3.6m older people say that television is their main form of companyby Jill Mortimer / January 20, 2017 / Leave a comment
New evidence shows that half a million people over the age of 60 usually spend every day alone, with nearly half a million more usually going at least five or six days a week without seeing or speaking to anyone at all. This, coupled with the fact that around 1.2m older people are deemed “chronically lonely” and have been feeling this way for years, points to something of a social crisis.
But what does loneliness really mean, and can we ever fully get to grips with a problem that is so personal?
Loneliness is about the lack of meaningful relationships in your life. It’s painful; it undermines your sense of self-worth. Contrary to popular belief, it often has nothing to do with being alone. Many people enjoy solitude, happy with their own company doing things that they enjoy. And you can be lonely in a crowd, feeling unrecognised and unacknowledged. Most of us have felt lonely at different points in our lives. There are all sorts of triggers—teenage heartbreak, the sleep deprivation that arrives with a new baby, the pain when a loved one dies.
Luckily most of us come through. We establish new relationships and interests.
But some of us don’t. Loneliness becomes chronic—a way of life, something that you have to somehow get used to. It can affect us in different ways. Those who define their health as poor are ten times more likely to be lonely than those who define their health as excellent. There is also mounting evidence which shows that the pain of chronic loneliness and the stress hormones triggered can contribute to the development of heart disease, strokes, depression and dementia.
Perhaps unsurprisingly older people are particularly at risk of being lonely as they are more likely to experience deteriorating health and the death of a loved one. In addition, widespread ageism means 1.9m older people feel ignored or invisible. A staggering 560,000 older people have not have a conversation with friends or family for over a month.
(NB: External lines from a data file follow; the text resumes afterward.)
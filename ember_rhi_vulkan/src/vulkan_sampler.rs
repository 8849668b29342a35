/// Sampler - Vulkan implementation of the Sampler trait

use ember_rhi::ember::{Error, Result};
use ember_rhi::ember::render::{Sampler as RhiSampler, SamplerDesc};
use ember_rhi::engine_err;
use ash::vk;
use std::any::Any;
use std::sync::Arc;

use crate::vulkan_context::GpuContext;
use crate::vulkan_format::{
    address_mode_to_vk, border_color_to_vk, compare_op_to_vk, filter_to_vk, mipmap_mode_to_vk,
};

/// Vulkan sampler implementation
pub struct Sampler {
    ctx: Arc<GpuContext>,
    pub(crate) sampler: vk::Sampler,
    desc: SamplerDesc,
}

/// Requested anisotropy limited to what the device supports; `None` when disabled
pub(crate) fn effective_anisotropy(requested: Option<f32>, device_max: f32) -> Option<f32> {
    requested
        .filter(|&a| a > 1.0 && device_max > 1.0)
        .map(|a| a.min(device_max))
}

impl Sampler {
    pub(crate) fn create(ctx: &Arc<GpuContext>, desc: &SamplerDesc) -> Result<Self> {
        let mut create_info = vk::SamplerCreateInfo::default()
            .mag_filter(filter_to_vk(desc.mag_filter))
            .min_filter(filter_to_vk(desc.min_filter))
            .mipmap_mode(mipmap_mode_to_vk(desc.mipmap_mode))
            .address_mode_u(address_mode_to_vk(desc.address_u))
            .address_mode_v(address_mode_to_vk(desc.address_v))
            .address_mode_w(address_mode_to_vk(desc.address_w))
            .mip_lod_bias(0.0)
            .min_lod(desc.min_lod)
            .max_lod(desc.max_lod.max(desc.min_lod))
            .border_color(border_color_to_vk(desc.border_color))
            .unnormalized_coordinates(false);

        create_info = match desc.compare_op {
            Some(op) => create_info.compare_enable(true).compare_op(compare_op_to_vk(op)),
            None => create_info.compare_enable(false).compare_op(vk::CompareOp::ALWAYS),
        };

        create_info = match effective_anisotropy(desc.max_anisotropy, ctx.limits.max_sampler_anisotropy) {
            Some(anisotropy) => create_info.anisotropy_enable(true).max_anisotropy(anisotropy),
            None => create_info.anisotropy_enable(false).max_anisotropy(1.0),
        };

        let sampler = unsafe { ctx.device.create_sampler(&create_info, None) }
            .map_err(|e| engine_err!("ember::vulkan::Sampler", "Failed to create sampler: {:?}", e))?;

        Ok(Self { ctx: Arc::clone(ctx), sampler, desc: desc.clone() })
    }

    pub fn handle(&self) -> vk::Sampler {
        self.sampler
    }

    /// Downcast an RHI sampler created by this backend
    pub(crate) fn from_rhi(sampler: &dyn RhiSampler) -> Result<&Sampler> {
        sampler.as_any().downcast_ref::<Sampler>()
            .ok_or_else(|| Error::InvalidResource("sampler was not created by the Vulkan backend".to_string()))
    }
}

impl RhiSampler for Sampler {
    fn desc(&self) -> &SamplerDesc {
        &self.desc
    }

    fn as_any(&self) -> &dyn Any {
        self
    }
}

impl Drop for Sampler {
    fn drop(&mut self) {
        unsafe { self.ctx.device.destroy_sampler(self.sampler, None) };
    }
}

#[cfg(test)]
#[path = "vulkan_sampler_tests.rs"]
mod tests;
There are some current trends that are likely to exacerbate the situation. Many older people have a greater dependence on local services, and the closure of bank branches, post offices and small shops in rural areas can be devastating for those who rely on them for social contact. In some areas buses are being cut back—despite them being the main type of public transport. Local authorities are increasingly strapped for cash and services such as day centres and libraries are taking a hit as a result of austerity.
But there are reasons to hope that we can change things for the better. Loneliness is an issue that captures public attention.
There’s been a huge public response to Age UK’s “No one should have no one” loneliness campaign. Both Theresa May and Jeremy Hunt have expressed their concern. A number of organisations are working with us to come up with practical solutions, including The Campaign to End Loneliness, the Local Government Association and Public Health England. The Jo Cox Loneliness Commission—a project Cox was in the midst of setting up in the weeks before her murder, that is now being taken forward on a cross-party basis by Rachel Reeves and Seema Kennedy—brings together a range of organisations aiming to turbo charge public awareness.
There’s no quick fix, but the principles of a successful approach are fairly straightforward.
The voluntary sector has a proud record of helping people who are lonely through the provision of befriending services and social activities. Age UK’s pilot programme is showing early signs of success—90 per cent of those who were often lonely at the start of the pilot felt less lonely after 6-12 weeks. This scheme used guided conversations, trained staff and volunteers to talk through people’s life circumstances, interests and ambitions as well as the kind of support that might help them to feel less lonely. Some are matched with volunteer befrienders, introduced to social groups or likeminded individuals; others are taught new IT skills to help them stay in touch with friends and family, or given practical support to help them get going again after a fall or illness.
These approaches show real promise. They are cost effective, though not cost free, and based upon mobilising the resources in the community. If we all work together—MPs, local councillors, health professionals, businesses, charities, members of the public—it may just be possible to stamp out the chronic loneliness experienced by so many. That’s something we should all be aiming for.
Age UKs report “No-one should have no-one: working to end loneliness amongst older people” makes specific suggestions about what people and organisations can do.